use serde::{Deserialize, Serialize};

/// A 2D point in canvas coordinates (pixels).
#[derive(Debug, Clone, Copy, PartialEq, Serialize, Deserialize)]
pub struct Point {
    pub x: f64,
    pub y: f64,
}

impl Point {
    pub fn new(x: f64, y: f64) -> Self {
        Self { x, y }
    }

    pub fn distance_to(&self, other: &Point) -> f64 {
        ((self.x - other.x).powi(2) + (self.y - other.y).powi(2)).sqrt()
    }

    /// Rotate this point rigidly about `center` by `degrees`,
    /// counter-clockwise in the mathematical (y-up) convention.
    pub fn rotate_around(&self, center: &Point, degrees: f64) -> Self {
        let rad = degrees.to_radians();
        let (sin_r, cos_r) = rad.sin_cos();
        let dx = self.x - center.x;
        let dy = self.y - center.y;
        Self {
            x: center.x + dx * cos_r - dy * sin_r,
            y: center.y + dx * sin_r + dy * cos_r,
        }
    }
}

/// An axis-aligned bounding box.
#[derive(Debug, Clone, Copy, PartialEq, Serialize, Deserialize)]
pub struct BBox {
    pub min: Point,
    pub max: Point,
}

impl BBox {
    pub fn new(min: Point, max: Point) -> Self {
        Self { min, max }
    }

    pub fn from_points(points: &[Point]) -> Option<Self> {
        if points.is_empty() {
            return None;
        }
        let mut min_x = f64::MAX;
        let mut min_y = f64::MAX;
        let mut max_x = f64::MIN;
        let mut max_y = f64::MIN;
        for p in points {
            min_x = min_x.min(p.x);
            min_y = min_y.min(p.y);
            max_x = max_x.max(p.x);
            max_y = max_y.max(p.y);
        }
        Some(Self {
            min: Point::new(min_x, min_y),
            max: Point::new(max_x, max_y),
        })
    }

    pub fn width(&self) -> f64 {
        self.max.x - self.min.x
    }

    pub fn height(&self) -> f64 {
        self.max.y - self.min.y
    }

    pub fn intersects(&self, other: &BBox) -> bool {
        self.min.x <= other.max.x
            && self.max.x >= other.min.x
            && self.min.y <= other.max.y
            && self.max.y >= other.min.y
    }

    /// Integer-rounded projection of this box: origin and extent are
    /// rounded independently, matching how annotation regions are stored.
    pub fn to_int_bounds(&self) -> IntBounds {
        IntBounds {
            x: self.min.x.round() as i32,
            y: self.min.y.round() as i32,
            width: self.width().round() as i32,
            height: self.height().round() as i32,
        }
    }
}

/// Integer bounding region, as persisted in annotations.
#[derive(Debug, Clone, Copy, PartialEq, Eq, Serialize, Deserialize)]
pub struct IntBounds {
    pub x: i32,
    pub y: i32,
    pub width: i32,
    pub height: i32,
}

/// A polygon defined by an open vertex ring (the first vertex is not
/// repeated; the ring is implicitly closed).
#[derive(Debug, Clone, PartialEq, Serialize, Deserialize)]
pub struct Polygon {
    pub vertices: Vec<Point>,
}

impl Polygon {
    pub fn new(vertices: Vec<Point>) -> Self {
        Self { vertices }
    }

    pub fn bbox(&self) -> Option<BBox> {
        BBox::from_points(&self.vertices)
    }

    pub fn vertex_count(&self) -> usize {
        self.vertices.len()
    }

    /// Rotate every vertex about `center` by `degrees`.
    pub fn rotated_around(&self, center: &Point, degrees: f64) -> Self {
        Self {
            vertices: self
                .vertices
                .iter()
                .map(|v| v.rotate_around(center, degrees))
                .collect(),
        }
    }

    /// Convert into a `geo` polygon for exact intersection and distance
    /// predicates. The ring is closed by `geo` on construction.
    pub fn to_geo(&self) -> geo::Polygon<f64> {
        let coords: Vec<(f64, f64)> = self.vertices.iter().map(|p| (p.x, p.y)).collect();
        geo::Polygon::new(geo::LineString::from(coords), vec![])
    }
}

▶ WHAT THE EXERCISE ASKS: Emit an exact copy of the lines spanning the start of the records to the line containing "let rad = degrees.to_radians();", inclusive, and no other output.

▶ EXERCISE ANSWER:
use serde::{Deserialize, Serialize};

/// A 2D point in canvas coordinates (pixels).
#[derive(Debug, Clone, Copy, PartialEq, Serialize, Deserialize)]
pub struct Point {
    pub x: f64,
    pub y: f64,
}

impl Point {
    pub fn new(x: f64, y: f64) -> Self {
        Self { x, y }
    }

    pub fn distance_to(&self, other: &Point) -> f64 {
        ((self.x - other.x).powi(2) + (self.y - other.y).powi(2)).sqrt()
    }

    /// Rotate this point rigidly about `center` by `degrees`,
    /// counter-clockwise in the mathematical (y-up) convention.
    pub fn rotate_around(&self, center: &Point, degrees: f64) -> Self {
        let rad = degrees.to_radians();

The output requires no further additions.